Bloody hell is this a new thing! Asking about your relationship!!!! Bit of an overstep isn't it. She's a midwife not a marriage guidance counselor. What on earth did you put to flag this up? I would retract everything tell her to butt out, unless this is a cry for help?
It absolutely is not an overstep, some pregnant women can need a lot of support and they and their children can be vulnerable to abuse so asking about the relationship is a vital part of routine antenatal care. In fact some women would never disclose unless directly asked. It’s not new, I trained 15 years ago and it was routine then.
lakesidewinter · 26/09/2020 18:11

would retract everything tell her to butt out

This is terrible advice and would look like you were hiding potentially serious issues.
It is nothing to do with marriage counseling and everything to do making sure you and your baby aren't aren't at risk of harm.
If there is no current risk SS won't stay involved.

iklboo · 26/09/2020 18:13

We can't advise if you won't answer.

DrinkFeckArseGirls · 26/09/2020 18:13

Don’t think the OP is coming back 🤷‍♀️

Dawnlassie · 26/09/2020 18:15

DH and I are doing well financially, I've got a very good job, he's self employed. We have a decent home and garden in a good neighbourhood, and are both well educated.

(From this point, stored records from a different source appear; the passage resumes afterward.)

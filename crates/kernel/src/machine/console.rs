//! Raw console device.
//!
//! Byte-at-a-time terminal model over arbitrary host streams.  As with the
//! disk, hardware interrupts collapse to completion callbacks fired inline:
//! `fetch_char` pulls the next input byte into the device register and
//! signals read-avail, `put_char` emits one byte and signals write-done.

use std::io::{Read, Write};

pub struct Console {
    input: spin::Mutex<Box<dyn Read + Send>>,
    output: spin::Mutex<Box<dyn Write + Send>>,
    incoming: spin::Mutex<Option<u8>>,
}

impl Console {
    pub fn new(input: Box<dyn Read + Send>, output: Box<dyn Write + Send>) -> Self {
        Self {
            input: spin::Mutex::new(input),
            output: spin::Mutex::new(output),
            incoming: spin::Mutex::new(None),
        }
    }

    /// Pull the next input byte into the device register.  End of input
    /// reads as NUL.  `avail` plays the read-avail interrupt.
    pub fn fetch_char(&self, avail: impl FnOnce()) {
        let mut byte = [0u8; 1];
        let got = {
            let mut input = self.input.lock();
            matches!(input.read(&mut byte), Ok(1))
        };
        *self.incoming.lock() = Some(if got { byte[0] } else { 0 });
        avail();
    }

    /// Take the byte latched by the last `fetch_char`.
    pub fn get_char(&self) -> u8 {
        self.incoming
            .lock()
            .take()
            .expect("console read with no char available")
    }

    /// Emit one byte.  `done` plays the write-done interrupt.
    pub fn put_char(&self, byte: u8, done: impl FnOnce()) {
        {
            let mut output = self.output.lock();
            output.write_all(&[byte]).expect("console write failed");
            let _ = output.flush();
        }
        done();
    }
}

Not sure what thats relevant.

Happyotamus · 26/09/2020 18:16

I'm not sure the OP was saying those factors meant her and her child would not be at risk of abuse

They will (mostly) been seen as mitigating factors though, particularly when looking at stability of family life and stressors of family life.

JulesCobb · 26/09/2020 18:18

hopefully the op has realised whatever her husband did to the children and animals previously is not ok, and there is no good excuse for abusing children and animals, and she is making plans to leave.